3. Size. Samboman named the brand of blade and looking it up it only comes in 3, 5 and 8 g size. These would all be pretty small. How does one select size? My target quarry would be salmon, flathead and snapper but I would have a go in West Lakes for mulloway.
4. Casting. I like using baitcasters but clearly they will not work for the small soft plastics or small floating hard bodies. Will the blades work with bait casters, or if they get side onto the wind do they suddenly stop and give you a lovely bird's nest?
5. Any specific recommendations? Any other tips?

Thanks


----------



## Barrabundy (Sep 29, 2008)

Designed to part you from your hard earned $$$$.


----------



## Brez (Mar 2, 2012)

1. yes you can jig them 
2. yes they do snag up . double hooks are less snagggy , singles even better and hookup rates will improve not diminish ;-) 
3. 1/8 to 1/4oz blades should do the job for you , select size the same way you would for sp's . big fish will eat small blades too ( even jews) ;-) 
4. no idea , im a threadliner 
5. start with brands like TT's or strikepro ( there are plenty more ) work them similarly to your sp's , different retrieves can work on different days . remember they catch just about everything 8)

hope that gets you started


----------



## punchanello (Oct 6, 2011)

1. I suppose that one advantage is that they sink and so you can get down deep along the bottom.

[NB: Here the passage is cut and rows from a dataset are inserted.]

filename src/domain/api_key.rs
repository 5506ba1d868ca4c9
use base64::{engine::general_purpose::URL_SAFE_NO_PAD, Engine};
use sha2::{Digest, Sha256};
use std::fmt;

/// Authorization scheme accepted by the extractor. Compared case-sensitively.
pub const API_KEY_SCHEME: &str = "ApiKey";

const FINGERPRINT_LEN: usize = 12;

/// An API key taken from an `Authorization: ApiKey <token>` header.
///
/// The token is kept exactly as it appeared in the header, leading spaces
/// included. `Debug` never prints it; use [`ApiKey::fingerprint`] when a key
/// has to show up in logs or responses.
#[derive(Clone, PartialEq, Eq, Hash)]
pub struct ApiKey(String);

impl ApiKey {
    pub fn new(token: impl Into<String>) -> Self {
        Self(token.into())
    }

    pub fn as_str(&self) -> &str {
        &self.0
    }

    pub fn into_inner(self) -> String {
        self.0
    }

    pub fn is_empty(&self) -> bool {
        self.0.is_empty()
    }

    /// Short, non-reversible identifier: the leading characters of the
    /// unpadded URL-safe base64 SHA-256 digest of the token.
    pub fn fingerprint(&self) -> String {
        let digest = Sha256::digest(self.0.as_bytes());
        let mut encoded = URL_SAFE_NO_PAD.encode(digest);
        encoded.truncate(FINGERPRINT_LEN);
        encoded
    }
}

impl fmt::Debug for ApiKey {
    fn fmt(&self, f: &mut fmt::Formatter<'_>) -> fmt::Result {
        f.write_str("ApiKey(<redacted>)")
    }
}

impl fmt::Display for ApiKey {
    fn fmt(&self, f: &mut fmt::Formatter<'_>) -> fmt::Result {
        f.write_str(&self.0)
    }
}

impl From<&str> for ApiKey {
    fn from(token: &str) -> Self {
        Self::new(token)
    }
}

impl AsRef<str> for ApiKey {
    fn as_ref(&self) -> &str {
        &self.0
    }
}
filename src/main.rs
#[cfg(feature = "server")]
#[tokio::main]
async fn main() -> anyhow::Result<()> {
    apikey_auth::server::run().await
}
use super::http_auth::{AuthRealm, RequireApiKey};
use super::http_types::{ErrorResponse, HealthResponse, WhoAmIResponse};
use super::state::AppState;
use axum::{http::StatusCode, response::IntoResponse, routing::get, Extension, Json, Router};
use tower_http::trace::TraceLayer;
use tracing::info;
use utoipa::{
    openapi::security::{ApiKey as ApiKeyScheme, ApiKeyValue, SecurityScheme},
    Modify, OpenApi,
};
use utoipa_swagger_ui::SwaggerUi;

/// Build the router. The state only carries the realm, which reaches
/// [`RequireApiKey`] through an `Extension` layer.
pub fn router(state: AppState) -> Router {
    let AppState { realm } = state;

    Router::new()
        .route("/health", get(health_check))
        .route("/whoami", get(whoami))
        .merge(SwaggerUi::new("/docs").url("/api-docs/openapi.json", ApiDoc::openapi()))
        .layer(Extension(AuthRealm(realm)))
        .layer(TraceLayer::new_for_http())
}

#[derive(OpenApi)]
#[openapi(
    paths(health_check, whoami),
    components(schemas(HealthResponse, WhoAmIResponse, ErrorResponse)),
    modifiers(&ApiKeySecurity),
    tags(
        (name = "Health", description = "Health check endpoints"),
        (name = "Auth", description = "API key extraction endpoints"),
    ),
    info(
        title = "API Key Auth",
        version = "0.1.0",
        description = "Parses `Authorization: ApiKey <token>` headers",
        license(name = "MIT")
    )
)]
struct ApiDoc;

struct ApiKeySecurity;

impl Modify for ApiKeySecurity {
    fn modify(&self, openapi: &mut utoipa::openapi::OpenApi) {
        if let Some(components) = openapi.components.as_mut() {
            components.add_security_scheme(
                "api_key",
                SecurityScheme::ApiKey(ApiKeyScheme::Header(ApiKeyValue::with_description(
                    "Authorization",
                    "Send `ApiKey <token>`",
                ))),
            );
        }
    }
}

/// Health check endpoint
#[utoipa::path(
    get,
    path = "/health",
    tag = "Health",
    responses(
        (status = 200, description = "Service is healthy", body = HealthResponse)
    )
)]
async fn health_check() -> impl IntoResponse {
    (
        StatusCode::OK,
        Json(HealthResponse {
            status: "healthy".to_string(),
        }),
    )
}

/// Echo what was extracted from the `Authorization` header.
///
/// No lookup happens here: any well-formed `ApiKey` header is accepted.
#[utoipa::path(
    get,
    path = "/whoami",
    tag = "Auth",
    security(("api_key" = [])),
    responses(
        (status = 200, description = "Key extracted", body = WhoAmIResponse),
        (
            status = 401,
            description = "Missing or malformed authorization header",
            body = ErrorResponse
        )
    )
)]
async fn whoami(RequireApiKey(key): RequireApiKey) -> impl IntoResponse {
    let response = WhoAmIResponse::from(&key);
    info!(fingerprint = %response.fingerprint, "API key extracted");
    (StatusCode::OK, Json(response))
}

#[cfg(test)]
mod tests {
    use super::*;
    use axum::{
        body::Body,
        http::{header, Request},
    };
    use tower::ServiceExt;

    #[tokio::test]
    async fn rejection_realm_comes_from_state() {
        let resp = router(AppState::new("billing"))
            .oneshot(Request::builder().uri("/whoami").body(Body::empty()).unwrap())
            .await
            .unwrap();

        assert_eq!(resp.status(), StatusCode::UNAUTHORIZED);
        assert_eq!(
            resp.headers().get(header::WWW_AUTHENTICATE).unwrap(),
            "ApiKey realm=\"billing\""
        );
    }

    #[test]
    fn openapi_lists_routes_and_security() {
        let doc = ApiDoc::openapi();
        assert!(doc.paths.paths.contains_key("/health"));
        assert!(doc.paths.paths.contains_key("/whoami"));
        let components = doc.components.expect("components");
        assert!(components.security_schemes.contains_key("api_key"));
    }
}
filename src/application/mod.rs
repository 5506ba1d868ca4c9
pub mod extract;

pub use extract::*;
use crate::domain::{AuthError, HeaderSet, API_KEY_SCHEME};

const AUTHORIZATION_HEADER: &str = "authorization";

/// Extract the API key from an `Authorization: ApiKey <token>` header.
///
/// The header name is matched case-insensitively; the `ApiKey` scheme is not.
/// Only the first value of `Authorization` is consulted.
///
/// ```
/// use apikey_auth::{get_api_key, AuthError};
///
/// let headers = [("authorization", "ApiKey sk_test_123")];
/// assert_eq!(get_api_key(&headers), Ok("sk_test_123"));
///
/// let headers = [("Authorization", "Bearer sk_test_123")];
/// assert_eq!(get_api_key(&headers), Err(AuthError::MalformedHeader));
/// ```
pub fn get_api_key<H: HeaderSet + ?Sized>(headers: &H) -> Result<&str, AuthError> {
    let raw = headers
        .header(AUTHORIZATION_HEADER)
        .ok_or(AuthError::NoAuthHeader)?;
    let value = std::str::from_utf8(raw).map_err(|_| AuthError::MalformedHeader)?;
    parse_authorization(value)
}

/// Parse a raw `Authorization` value of the form `ApiKey <token>`.
///
/// The value is split once, on its first space. Leading spaces of the
/// remainder belong to the token, which then ends at the next space.
/// `"ApiKey "` yields an empty token rather than an error.
pub fn parse_authorization(value: &str) -> Result<&str, AuthError> {
    let (scheme, remainder) = value
        .split_once(' ')
        .ok_or(AuthError::MalformedHeader)?;

    if scheme != API_KEY_SCHEME {
        return Err(AuthError::MalformedHeader);
    }

    let leading = remainder.len() - remainder.trim_start_matches(' ').len();
    let end = remainder[leading..]
        .find(' ')
        .map_or(remainder.len(), |i| leading + i);

    Ok(&remainder[..end])
}
use http::HeaderMap;
use std::collections::HashMap;
use std::hash::BuildHasher;

/// Read-only view over a set of request headers.
///
/// Names are matched ASCII case-insensitively. When a name carries several
/// values only the first is returned.
pub trait HeaderSet {
    fn header(&self, name: &str) -> Option<&[u8]>;
}

impl HeaderSet for HeaderMap {
    fn header(&self, name: &str) -> Option<&[u8]> {
        self.get(name).map(|v| v.as_bytes())
    }
}

/// Assumes one entry per header name. If the map holds names that differ
/// only by case, which of their values is returned is unspecified.
impl<S: BuildHasher> HeaderSet for HashMap<String, String, S> {
    fn header(&self, name: &str) -> Option<&[u8]> {
        self.iter()
            .find(|(k, _)| k.eq_ignore_ascii_case(name))
            .map(|(_, v)| v.as_bytes())
    }
}

impl HeaderSet for [(&str, &str)] {
    fn header(&self, name: &str) -> Option<&[u8]> {
        self.iter()
            .find(|(k, _)| k.eq_ignore_ascii_case(name))
            .map(|(_, v)| v.as_bytes())
    }
}

impl<const N: usize> HeaderSet for [(&str, &str); N] {
    fn header(&self, name: &str) -> Option<&[u8]> {
        self.as_slice().header(name)
    }
}
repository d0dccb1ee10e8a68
use chrono::Utc;
use std::{path::PathBuf, sync::Arc};
use tracing::{info, warn};

use common::{new_job_id, JobReport, Workload};
use worker::{PipelineInputs, RemoteTransport};

use crate::{
    aggregator::{MergeError, ResultAggregator},
    config::{RenderConfig, RESULT_FILE},
    dispatcher::{DispatchError, DispatchPlan, FleetDispatcher},
    fleet::FleetLifecycleManager,
    provider::ComputeProvider,
};

pub const REPORT_FILE: &str = "report.json";

#[derive(Debug, thiserror::Error)]
pub enum JobError {
    #[error(transparent)]
    Dispatch(#[from] DispatchError),
    #[error("no se pudo preparar {path}: {source}")]
    LocalDir {
        path: PathBuf,
        #[source]
        source: std::io::Error,
    },
    #[error("no se pudieron borrar los resultados anteriores: {0}")]
    StaleResults(#[source] MergeError),
}

/// Un render completo: fleet → pipelines → merge → informe.
pub struct RenderJob {
    config: RenderConfig,
    provider: Arc<dyn ComputeProvider>,
    transport: Arc<dyn RemoteTransport>,
}

impl RenderJob {
    pub fn new(
        config: RenderConfig,
        provider: Arc<dyn ComputeProvider>,
        transport: Arc<dyn RemoteTransport>,
    ) -> Self {
        Self {
            config,
            provider,
            transport,
        }
    }

    pub async fn run(&self, workload: Workload, instances: u32) -> Result<JobReport, JobError> {
        let job_id = new_job_id();
        let started_at = Utc::now();
        info!("job {}: {} frames en {} instancia/s", job_id, workload.frames, instances);

        let results_dir = self.config.results_dir();
        tokio::fs::create_dir_all(&results_dir)
            .await
            .map_err(|source| JobError::LocalDir {
                path: results_dir.clone(),
                source,
            })?;

        // Antes de crear nodos: si falla, no se gasta nada
        let aggregator = ResultAggregator::new(self.config.merge_tool(), RESULT_FILE);
        aggregator
            .clear_previous(&results_dir)
            .map_err(JobError::StaleResults)?;

        let fleet = Arc::new(FleetLifecycleManager::new(self.provider.clone()));
        let dispatcher = FleetDispatcher::new(
            fleet,
            self.transport.clone(),
            PipelineInputs {
                renderer: self.config.renderer_path(),
                scene: self.config.scene_path(),
                results_dir: results_dir.clone(),
            },
            DispatchPlan {
                group: format!("{}-{}", self.config.group, job_id),
                template: self.config.template.clone(),
                settings: self.config.settings.clone(),
                layout: self.config.layout.clone(),
                timeouts: self.config.timeouts,
                max_concurrency: self.config.max_concurrency,
            },
        );

        let dispatched = dispatcher.run(workload, instances).await?;

        let missing_ranges = JobReport::collect_missing_ranges(&dispatched.outcomes);
        for range in &missing_ranges {
            warn!("frames {} sin renderizar (worker fallido)", range);
        }

        let base = &self.config.settings.output_base;
        let missing_frames =
            ResultAggregator::missing_frames(&results_dir, base, workload.frames).unwrap_or_else(
                |e| {
                    warn!("no se pudo revisar {}: {}", results_dir.display(), e);
                    Vec::new()
                },
            );

        // Con frames parciales igual se arma la animación
        let merged_artifact = match aggregator.merge(&results_dir).await {
            Ok(path) => {
                info!("animación lista en {}", path.display());
                Some(path.display().to_string())
            }
            Err(e) => {
                warn!("no se pudo armar la animación: {}", e);
                None
            }
        };

        let fleet = dispatched.fleet;
        let report = JobReport {
            job_id,
            workload,
            status: JobReport::status_for(&dispatched.outcomes),
            requested_workers: fleet.requested,
            ready_workers: fleet.ready.len() as u32,
            failed_worker_ids: fleet.failed_ids.clone(),
            processors_per_node: fleet.processors_per_node(),
            processors_total: fleet.processors_total(),
            outcomes: dispatched.outcomes,
            missing_ranges,
            missing_frames,
            output_dir: results_dir.display().to_string(),
            merged_artifact,
            started_at,
            finished_at: Some(Utc::now()),
            render_time_ms: dispatched.render_time.as_millis() as u64,
        };

        self.write_report(&report).await;
        Ok(report)
    }

    async fn write_report(&self, report: &JobReport) {
        let path = self.config.results_dir().join(REPORT_FILE);
        let json = match serde_json::to_vec_pretty(report) {
            Ok(json) => json,
            Err(e) => {
                warn!("no se pudo serializar el informe: {}", e);
                return;
            }
        };
        match tokio::fs::write(&path, json).await {
            Ok(()) => info!("informe guardado en {}", path.display()),
            Err(e) => warn!("no se pudo guardar {}: {}", path.display(), e),
        }
    }
}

Can they be used in a vertical manner like a jig?

Yes. Millonario hooked a pb bream simply dropping the blade and letting it flutter to the bottom. I also find them very useful on the troll.

2. Being sinking, they are likely to snag the bottom. When I had a look at some in one tackle store recently I noted that one brand had books which were dual, like trebles with the forward facing one missing and the other two slightly rearward . Are these are good idea? Do you miss strikes with these?

Blades are snag nmagnets. Go for a single hook IMO. Doesn't seem to affect hook up rate.

3. Size. Samboman named the brand of blade and looking it up it only comes in 3, 5 and 8 g size. These would all be pretty small. How does one select size? My target quarry would be salmon, flathead and snapper but I would have a go in West Lakes for mulloway.

Blades come in different size and weight varieties. Select the size for your species then select the weight accrding to what you are doing. I like very light blades for slow retrieves on Bream but heavier ones are useful for ripping and burining for flatties for example.

4. Casting. I like using baitcasters but clearly they will not work for the small soft plastics or small floating hard bodies. Will the blades work with bait casters, or if they get side onto the wind do they suddenly stop and give you a lovely bird's nest?

Not sure about baitcasters. But I can say that they cast better than any small lure there is. Just be careful not to feather or stop a cast before it hits the water or it will foul up at the end of your line.


----------



## BIGKEV (Aug 18, 2007)

Blades are cool.

1. Yes they sink, and yes you can vertically jig them. There are many ways to fish them and the switched on angler can fish every level of the water column from bottom to top with the one lure. I personally like to cast them out as long as I can forward of my drift and slowly hop them back towards me. Slowly means just a couple of flutters through the rod tip, maybe lifting it <6 inches at a time and then taking up the slack between hops.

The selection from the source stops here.